- **BRIEF**
In the records below, find the line that contains "provider.model_name = model_name;" and the line that contains "if let Some(api_key)", then retype exactly those two lines and every line between them.
(Beginning of DATASET EXTRACT)
// LLM provider credential CRUD plus a connectivity test (spec §6 providers
// surface). Every encrypted_api_key round-trips through the Crypto Vault
// (C2), keyed on the owning user's `encryption_salt` — the API layer itself
// never sees plaintext beyond the single request that sets it.

use std::sync::Arc;

use axum::extract::{Path, Query, State};
use axum::routing::post;
use axum::{Json, Router};
use serde::Deserialize;
use serde_json::json;
use uuid::Uuid;

use crate::api::pagination::{paginate, PageParams};
use crate::auth::AuthUser;
use crate::db::models::Provider;
use crate::error::{AppError, AppResult};
use crate::state::AppState;
use crate::types::{ProviderVariant, RequestKind};

pub fn router() -> Router<Arc<AppState>> {
    Router::new()
        .route(
            "/providers",
            axum::routing::get(list_providers).post(create_provider),
        )
        .route(
            "/providers/:id",
            axum::routing::get(get_provider)
                .put(update_provider)
                .delete(delete_provider),
        )
        .route("/providers/:id/test", post(test_provider))
}

async fn require_owned_provider(state: &AppState, actor: &AuthUser, id: &str) -> AppResult<Provider> {
    let provider = state
        .db
        .get_provider(id, None)
        .await?
        .ok_or_else(|| AppError::NotFound(format!("provider not found: {id}")))?;
    if !actor.can_access(&provider.owner_id) {
        return Err(AppError::Forbidden);
    }
    Ok(provider)
}

fn present(provider: Provider, actor: &AuthUser) -> Provider {
    if actor.is_admin() {
        provider
    } else {
        provider.redacted()
    }
}

async fn list_providers(
    State(state): State<Arc<AppState>>,
    actor: AuthUser,
    Query(page): Query<PageParams>,
) -> AppResult<Json<serde_json::Value>> {
    let providers = state.db.list_providers(actor.owner_filter()).await?;
    let presented: Vec<Provider> = providers.into_iter().map(|p| present(p, &actor)).collect();
    let result = paginate(&presented, &page, json!({}));
    Ok(Json(serde_json::to_value(result).unwrap_or(json!({}))))
}

#[derive(Debug, Deserialize)]
struct CreateProviderRequest {
    name: String,
    variant: ProviderVariant,
    #[serde(rename = "endpointUrl")]
    endpoint_url: String,
    #[serde(rename = "modelName")]
    model_name: String,
    #[serde(rename = "apiKey")]
    api_key: String,
    #[serde(default)]
    config: serde_json::Value,
}

async fn create_provider(
    State(state): State<Arc<AppState>>,
    actor: AuthUser,
    Json(req): Json<CreateProviderRequest>,
) -> AppResult<Json<Provider>> {
    if req.name.trim().is_empty() {
        return Err(AppError::validation("name", "must not be empty"));
    }
    if req.api_key.trim().is_empty() {
        return Err(AppError::validation("apiKey", "must not be empty"));
    }

    let owner = state
        .db
        .get_user_by_id(&actor.user_id)
        .await?
        .ok_or(AppError::Auth)?;
    let encrypted_api_key = state.vault.encrypt(&req.api_key, &owner.encryption_salt)?;

    let provider = Provider {
        id: Uuid::new_v4().to_string(),
        owner_id: actor.user_id.clone(),
        name: req.name,
        variant: req.variant,
        endpoint_url: req.endpoint_url,
        model_name: req.model_name,
        encrypted_api_key,
        config: req.config,
        active: true,
        created_at: chrono::Utc::now().to_rfc3339(),
    };
    state.db.create_provider(&provider).await?;

    crate::api::audit(
        &state,
        &actor.user_id,
        "provider.created",
        "provider",
        &provider.id,
        json!({ "name": provider.name, "variant": provider.variant.to_string() }),
    )
    .await?;

    Ok(Json(present(provider, &actor)))
}

async fn get_provider(
    State(state): State<Arc<AppState>>,
    actor: AuthUser,
    Path(id): Path<String>,
) -> AppResult<Json<Provider>> {
    let provider = require_owned_provider(&state, &actor, &id).await?;
    Ok(Json(present(provider, &actor)))
}

#[derive(Debug, Deserialize)]
struct UpdateProviderRequest {
    name: Option<String>,
    #[serde(rename = "endpointUrl")]
    endpoint_url: Option<String>,
    #[serde(rename = "modelName")]
    model_name: Option<String>,
    #[serde(rename = "apiKey")]
    api_key: Option<String>,
    config: Option<serde_json::Value>,
    active: Option<bool>,
}

async fn update_provider(
    State(state): State<Arc<AppState>>,
    actor: AuthUser,
    Path(id): Path<String>,
    Json(req): Json<UpdateProviderRequest>,
) -> AppResult<Json<Provider>> {
    let mut provider = require_owned_provider(&state, &actor, &id).await?;

    if let Some(name) = req.name {
        provider.name = name;
    }
    if let Some(endpoint_url) = req.endpoint_url {
        provider.endpoint_url = endpoint_url;
    }
    if let Some(model_name) = req.model_name {
        provider.model_name = model_name;
    }
    if let Some(config) = req.config {
        provider.config = config;
    }
    if let Some(active) = req.active {
        provider.active = active;
    }
    if let Some(api_key) = req.api_key {
        let owner = state
            .db
            .get_user_by_id(&provider.owner_id)
            .await?
            .ok_or(AppError::Auth)?;
        provider.encrypted_api_key = state.vault.encrypt(&api_key, &owner.encryption_salt)?;
    }

    state.db.update_provider(&provider).await?;

    crate::api::audit(
        &state,
        &actor.user_id,
        "provider.updated",
        "provider",
        &provider.id,
        json!({}),
    )
    .await?;

    Ok(Json(present(provider, &actor)))
}

async fn delete_provider(
    State(state): State<Arc<AppState>>,
    actor: AuthUser,
    Path(id): Path<String>,
) -> AppResult<Json<serde_json::Value>> {
    let provider = require_owned_provider(&state, &actor, &id).await?;
    state.db.delete_provider(&provider.id, &provider.owner_id).await?;

    crate::api::audit(
        &state,
        &actor.user_id,
        "provider.deleted",
        "provider",
        &provider.id,
        json!({}),
    )
    .await?;

    Ok(Json(json!({ "ok": true })))
}

/// Sends a minimal prompt through the dispatcher to confirm the stored
/// credential and endpoint actually work, recording the attempt as a
/// `RequestKind::Sandbox` usage event rather than a billable decision.
async fn test_provider(
    State(state): State<Arc<AppState>>,
    actor: AuthUser,
    Path(id): Path<String>,
) -> AppResult<Json<serde_json::Value>> {
    let provider = require_owned_provider(&state, &actor, &id).await?;
    let owner = state
        .db
        .get_user_by_id(&provider.owner_id)
        .await?
        .ok_or(AppError::Auth)?;
    let api_key = state.vault.decrypt(&provider.encrypted_api_key, &owner.encryption_salt)?;

    let (result, latency_ms) = state
        .dispatcher
        .call(&provider, &api_key, "Respond with the single word: ok.", RequestKind::Sandbox)
        .await;

    // Not routed through the Token Tracker: a provider test has no owning
    // bot, and `token_usage.bot_id` is a required foreign key (spec §4.4
    // tracks per-bot usage only).
    match result {
        Ok(reply) => Ok(Json(json!({ "ok": true, "latencyMs": latency_ms, "reply": reply.text }))),
        Err(err) => Ok(Json(json!({ "ok": false, "latencyMs": latency_ms, "error": err.to_string() }))),
    }
}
(End of DATASET EXTRACT)
- **ANSWER AREA**
        provider.model_name = model_name;
    }
    if let Some(config) = req.config {
        provider.config = config;
    }
    if let Some(active) = req.active {
        provider.active = active;
    }
    if let Some(api_key) = req.api_key {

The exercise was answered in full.